House of Assembly: Wednesday, February 11, 2015

Contents

Health Review

Mr MARSHALL (Dunstan—Leader of the Opposition) (14:13): My question is to the Minister for Health. Now that the Noarlunga emergency clinicians have revealed that 20,000 current presentations at the Noarlunga emergency department could not be handled by a walk-in clinic and would have to go to the Flinders Medical Centre, can the minister assure the house that the Flinders Medical Centre could handle a 30 per cent increase in its emergency department presentations?

The SPEAKER: Before I call the Minister for Health, reading Hansard yesterday I noticed that he referred to the opposition as 'galahs' and I would ask him to withdraw and apologise.

The Hon. J.J. SNELLING (Playford—Minister for Health, Minister for Mental Health and Substance Abuse, Minister for the Arts, Minister for Health Industries) (14:14): I withdraw and apologise, sir, to the opposition. The presentations to the Noarlunga emergency department are quite clear. Of the presentations to the Noarlunga emergency department, only 13 per cent are admitted to hospital. So, 87 per cent of all the presentations—all the people who come into the Noarlunga emergency department at the moment—do not need to be admitted to hospital. They are not admitted, they are discharged. They are treated and they are discharged. That is not to say that they are not important presentations, they are just not presentations that require an admission into hospital.

Of the 13 per cent who are admitted to hospital, 7 per cent—seven of the 13, so over half of the people who are admitted to hospital—are not admitted to the Noarlunga Hospital, they are admitted to the Flinders Medical Centre, so we are talking about a very, very small number. What happens to those people—what happens to that 7 per cent—

The Hon. A. Koutsantonis: Double-handled.

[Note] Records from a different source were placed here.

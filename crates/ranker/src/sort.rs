//! Quickselect-based top-k partial sort
//!
//! Given the heap's backing array `P[0..L)`, produce `P[0..min(L, top_k))`
//! sorted in descending `(score, doc_id)` order, leaving `P[top_k..L)` in
//! unspecified order. `select_nth_unstable_by` partitions in expected
//! O(L); only the selected prefix is then fully sorted, so the whole
//! operation is expected O(L) rather than O(L log L).

use crate::accumulator::{cmp_candidate, AccumulatorTable, Score};
use std::cmp::Ordering;

/// Sort `ids[0..min(ids.len(), top_k))` into descending
/// `(score, doc_id)` order in place.
pub(crate) fn partial_sort_desc<S: Score>(ids: &mut [u32], top_k: usize, table: &AccumulatorTable<S>) {
    let len = ids.len();
    let k = top_k.min(len);
    if k == 0 {
        return;
    }

    let cmp_desc = |a: &u32, b: &u32| -> Ordering { cmp_candidate(table.get(*b), *b, table.get(*a), *a) };

    if len > k {
        ids.select_nth_unstable_by(k - 1, cmp_desc);
    }
    ids[..k].sort_unstable_by(cmp_desc);
}

#[cfg(test)]
mod tests {
    use super::*;

    fn table_from(scores: &[(u32, u32)]) -> AccumulatorTable<u32> {
        let max_doc = scores.iter().map(|&(d, _)| d).max().unwrap_or(0);
        let mut t = AccumulatorTable::new((max_doc as usize + 2).max(4), None);
        for &(doc, score) in scores {
            t.add(doc, score);
        }
        t
    }

    #[test]
    fn test_partial_sort_descending_by_score() {
        let table = table_from(&[(0, 3), (1, 9), (2, 1), (3, 7)]);
        let mut ids = vec![0u32, 1, 2, 3];
        partial_sort_desc(&mut ids, 4, &table);
        assert_eq!(ids, vec![1, 3, 0, 2]);
    }

    #[test]
    fn test_partial_sort_truncates_to_top_k() {
        let table = table_from(&[(0, 3), (1, 9), (2, 1), (3, 7), (4, 5)]);
        let mut ids = vec![0u32, 1, 2, 3, 4];
        partial_sort_desc(&mut ids, 2, &table);
        assert_eq!(&ids[..2], &[1, 3]); // top two by score
    }

    #[test]
    fn test_partial_sort_tie_break_by_doc_id_descending() {
        let table = table_from(&[(2, 5), (4, 5), (1, 5)]);
        let mut ids = vec![2u32, 4, 1];
        partial_sort_desc(&mut ids, 2, &table);
        assert_eq!(&ids[..2], &[4, 2]); // equal scores, higher doc_id first
    }

    #[test]
    fn test_partial_sort_empty_and_zero_k() {
        let table = table_from(&[(0, 1)]);
        let mut ids: Vec<u32> = vec![];
        partial_sort_desc(&mut ids, 5, &table);
        assert!(ids.is_empty());

        let mut ids2 = vec![0u32];
        partial_sort_desc(&mut ids2, 0, &table);
        assert_eq!(ids2, vec![0]); // untouched when k == 0
    }

    #[test]
    fn test_partial_sort_idempotent() {
        let table = table_from(&[(0, 3), (1, 9), (2, 1), (3, 7)]);
        let mut ids = vec![0u32, 1, 2, 3];
        partial_sort_desc(&mut ids, 3, &table);
        let first = ids.clone();
        partial_sort_desc(&mut ids, 3, &table);
        assert_eq!(ids[..3], first[..3]);
    }
}
use std::env;
use std::process;

use exprcc::{CompileError, CompileResult, generate_assembly};
use tracing::debug;
use tracing_subscriber::EnvFilter;

fn run(args: &[String]) -> CompileResult<String> {
  match args {
    [_, expr] => generate_assembly(expr),
    _ => {
      let program = args.first().map(String::as_str).unwrap_or("exprcc");
      Err(CompileError::Usage {
        program: program.to_string(),
      })
    }
  }
}

fn main() {
  // stdout carries the assembly, so logs go to stderr.
  tracing_subscriber::fmt()
    .with_writer(std::io::stderr)
    .with_env_filter(EnvFilter::from_default_env())
    .init();

  let args: Vec<String> = env::args().collect();
  match run(&args) {
    Ok(asm) => print!("{asm}"),
    Err(err) => {
      debug!(loc = ?err.loc(), message = %err.message(), "compilation failed");
      eprintln!("{err}");
      process::exit(1);
    }
  }
}
//! Code generation: lower the parsed AST into Intel-syntax x86-64 assembly.
//!
//! The emitter uses a simple stack machine: every expression leaves a single
//! value on the stack. Instructions are collected into a `Program` first and
//! only turned into text by its `Display` impl.

use std::fmt;

use tracing::debug;

use crate::parser::{AstNode, BinaryOp};

#[derive(Debug, Clone, Copy, PartialEq, Eq)]
pub enum Reg {
  Rax,
  Rdi,
  Al,
}

impl fmt::Display for Reg {
  fn fmt(&self, f: &mut fmt::Formatter<'_>) -> fmt::Result {
    f.write_str(match self {
      Self::Rax => "rax",
      Self::Rdi => "rdi",
      Self::Al => "al",
    })
  }
}

/// Condition codes used by `setcc` after a `cmp`.
#[derive(Debug, Clone, Copy, PartialEq, Eq)]
pub enum Cond {
  E,
  Ne,
  L,
  Le,
}

impl fmt::Display for Cond {
  fn fmt(&self, f: &mut fmt::Formatter<'_>) -> fmt::Result {
    f.write_str(match self {
      Self::E => "e",
      Self::Ne => "ne",
      Self::L => "l",
      Self::Le => "le",
    })
  }
}

/// One machine instruction. Two-operand forms are `dst, src`.
#[derive(Debug, Clone, Copy, PartialEq, Eq)]
pub enum Inst {
  /// `push imm`; the immediate must fit in a sign-extended 32 bits.
  PushImm(i32),
  Push(Reg),
  Pop(Reg),
  MovImm(Reg, i64),
  Add(Reg, Reg),
  Sub(Reg, Reg),
  Imul(Reg, Reg),
  /// Sign-extend `rax` into `rdx:rax`.
  Cqo,
  Idiv(Reg),
  Cmp(Reg, Reg),
  Set(Cond, Reg),
  Movzb(Reg, Reg),
  Ret,
}

impl fmt::Display for Inst {
  fn fmt(&self, f: &mut fmt::Formatter<'_>) -> fmt::Result {
    match self {
      Self::PushImm(value) => write!(f, "push {value}"),
      Self::Push(reg) => write!(f, "push {reg}"),
      Self::Pop(reg) => write!(f, "pop {reg}"),
      Self::MovImm(reg, value) => write!(f, "mov {reg}, {value}"),
      Self::Add(dst, src) => write!(f, "add {dst}, {src}"),
      Self::Sub(dst, src) => write!(f, "sub {dst}, {src}"),
      Self::Imul(dst, src) => write!(f, "imul {dst}, {src}"),
      Self::Cqo => f.write_str("cqo"),
      Self::Idiv(reg) => write!(f, "idiv {reg}"),
      Self::Cmp(lhs, rhs) => write!(f, "cmp {lhs}, {rhs}"),
      Self::Set(cond, reg) => write!(f, "set{cond} {reg}"),
      Self::Movzb(dst, src) => write!(f, "movzb {dst}, {src}"),
      Self::Ret => f.write_str("ret"),
    }
  }
}

/// The generated body of `main`, in execution order.
#[derive(Debug, Clone, Default, PartialEq, Eq)]
pub struct Program {
  pub insts: Vec<Inst>,
}

impl Program {
  fn emit(&mut self, inst: Inst) {
    self.insts.push(inst);
  }
}

/// Serialises the whole assembly file, preamble included.
impl fmt::Display for Program {
  fn fmt(&self, f: &mut fmt::Formatter<'_>) -> fmt::Result {
    writeln!(f, ".intel_syntax noprefix")?;
    writeln!(f, ".globl main")?;
    writeln!(f, "main:")?;
    for inst in &self.insts {
      writeln!(f, "  {inst}")?;
    }
    Ok(())
  }
}

/// Emit the program computing `node` and returning it in `rax`.
pub fn generate(node: &AstNode) -> Program {
  let mut program = Program::default();
  emit_expr(node, &mut program);

  // The whole expression's value is the only thing left on the stack.
  program.emit(Inst::Pop(Reg::Rax));
  program.emit(Inst::Ret);

  debug!(count = program.insts.len(), "generated instructions");
  program
}

/// Emit stack-based code for a single expression node.
fn emit_expr(node: &AstNode, program: &mut Program) {
  match node {
    AstNode::Num { value } => match i32::try_from(*value) {
      Ok(imm) => program.emit(Inst::PushImm(imm)),
      Err(_) => {
        program.emit(Inst::MovImm(Reg::Rax, *value));
        program.emit(Inst::Push(Reg::Rax));
      }
    },
    AstNode::Binary { op, lhs, rhs } => {
      emit_expr(lhs, program);
      emit_expr(rhs, program);
      program.emit(Inst::Pop(Reg::Rdi));
      program.emit(Inst::Pop(Reg::Rax));
      match op {
        BinaryOp::Add => program.emit(Inst::Add(Reg::Rax, Reg::Rdi)),
        BinaryOp::Sub => program.emit(Inst::Sub(Reg::Rax, Reg::Rdi)),
        BinaryOp::Mul => program.emit(Inst::Imul(Reg::Rax, Reg::Rdi)),
        BinaryOp::Div => {
          program.emit(Inst::Cqo);
          program.emit(Inst::Idiv(Reg::Rdi));
        }
        BinaryOp::Eq => emit_compare(Cond::E, program),
        BinaryOp::Ne => emit_compare(Cond::Ne, program),
        BinaryOp::Lt => emit_compare(Cond::L, program),
        BinaryOp::Le => emit_compare(Cond::Le, program),
      }
      program.emit(Inst::Push(Reg::Rax));
    }
  }
}

fn emit_compare(cond: Cond, program: &mut Program) {
  program.emit(Inst::Cmp(Reg::Rax, Reg::Rdi));
  program.emit(Inst::Set(cond, Reg::Al));
  program.emit(Inst::Movzb(Reg::Rax, Reg::Al));
}
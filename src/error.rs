//! Shared error utilities used across the compilation pipeline.
//!
//! Diagnostics are kept lightweight on purpose: lexer and parser failures
//! echo the source line and point at the offending byte with a caret.

use snafu::Snafu;

pub type CompileResult<T> = Result<T, CompileError>;

#[derive(Debug, Snafu)]
pub enum CompileError {
  #[snafu(display("usage: {program} <expr>"))]
  Usage { program: String },

  #[snafu(display("{}", caret_diagnostic(input, *loc, message)))]
  Lex {
    input: String,
    loc: usize,
    message: String,
  },

  #[snafu(display("{}", caret_diagnostic(input, *loc, message)))]
  Parse {
    input: String,
    loc: usize,
    message: String,
  },
}

impl CompileError {
  /// Lexical failure anchored at byte offset `loc` of `input`.
  pub fn lex(input: &str, loc: usize, message: impl Into<String>) -> Self {
    Self::Lex {
      input: input.to_string(),
      loc,
      message: message.into(),
    }
  }

  /// Syntax failure anchored at byte offset `loc` of `input`.
  pub fn parse(input: &str, loc: usize, message: impl Into<String>) -> Self {
    Self::Parse {
      input: input.to_string(),
      loc,
      message: message.into(),
    }
  }

  pub fn loc(&self) -> Option<usize> {
    match self {
      Self::Usage { .. } => None,
      Self::Lex { loc, .. } | Self::Parse { loc, .. } => Some(*loc),
    }
  }

  pub fn message(&self) -> String {
    match self {
      Self::Usage { .. } => self.to_string(),
      Self::Lex { message, .. } | Self::Parse { message, .. } => message.clone(),
    }
  }
}

/// Render `input` followed by a caret under byte offset `loc` and `message`.
///
/// Out-of-range offsets are clamped to the end of the input. The caret column
/// is counted in characters so multi-byte input still lines up.
pub fn caret_diagnostic(input: &str, loc: usize, message: &str) -> String {
  let mut safe_loc = loc.min(input.len());
  while !input.is_char_boundary(safe_loc) {
    safe_loc -= 1;
  }
  let column = input[..safe_loc].chars().count();
  format!("{input}\n{}^ {message}", " ".repeat(column))
}
//! Crate root: wires together the compilation pipeline.
//!
//! The stages are intentionally small and run strictly one after another:
//! - `tokenizer` performs lexical analysis and produces a flat token stream.
//! - `parser` owns all syntactic knowledge and returns the expression AST.
//! - `codegen` lowers the AST into a stack-machine `Program` for x86-64.
//! - `error` centralises reporting utilities shared by the other modules.

pub mod codegen;
pub mod error;
pub mod parser;
pub mod tokenizer;

pub use codegen::Program;
pub use error::{CompileError, CompileResult};

/// Compile an expression into its instruction list.
pub fn compile(expr: &str) -> CompileResult<Program> {
  let tokens = tokenizer::tokenize(expr)?;
  let ast = parser::parse(tokens, expr)?;
  Ok(codegen::generate(&ast))
}

/// Compile an expression into Intel-syntax assembly text.
pub fn generate_assembly(expr: &str) -> CompileResult<String> {
  Ok(compile(expr)?.to_string())
}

The Hon. J.J. SNELLING: As the Treasurer said, they get double-handled. They present to the Noarlunga emergency department, they are assessed, a clinician makes a decision that they need to be transferred, they go up to Flinders emergency department and they go through it all over again, and that is not acceptable treatment. That is a completely unnecessary delay in that person's treatment. Far better for those people, rather than being double-handled and rather than being delayed in the Noarlunga emergency department, that they go straight to the Flinders Medical Centre emergency department where they are going to be treated already.

Of the patients who are admitted from Noarlunga, more than half are admitted into the Flinders Medical Centre and are transferred. The other 6 per cent will be a relatively small number. I think, if I recall, the director of emergency medicine in southern Adelaide estimated about six extra ambulances a day he would expect from patients who would be going straight to Flinders Medical Centre. So about six extra ambulances a day. I am very confident that Flinders Medical Centre is going to be able to deal with those six extra ambulances a day. That is not to say that we still do not have a lot of work to do. Of course we need to make sure that patients are flowing better through all of our emergency departments, and that will be done and that is what we are addressing in these reforms.

Members interjecting:

Mr MARSHALL: Supplementary, sir.

The SPEAKER: Before you ask the supplementary, I call the member for Heysen and the deputy leader to order. The leader.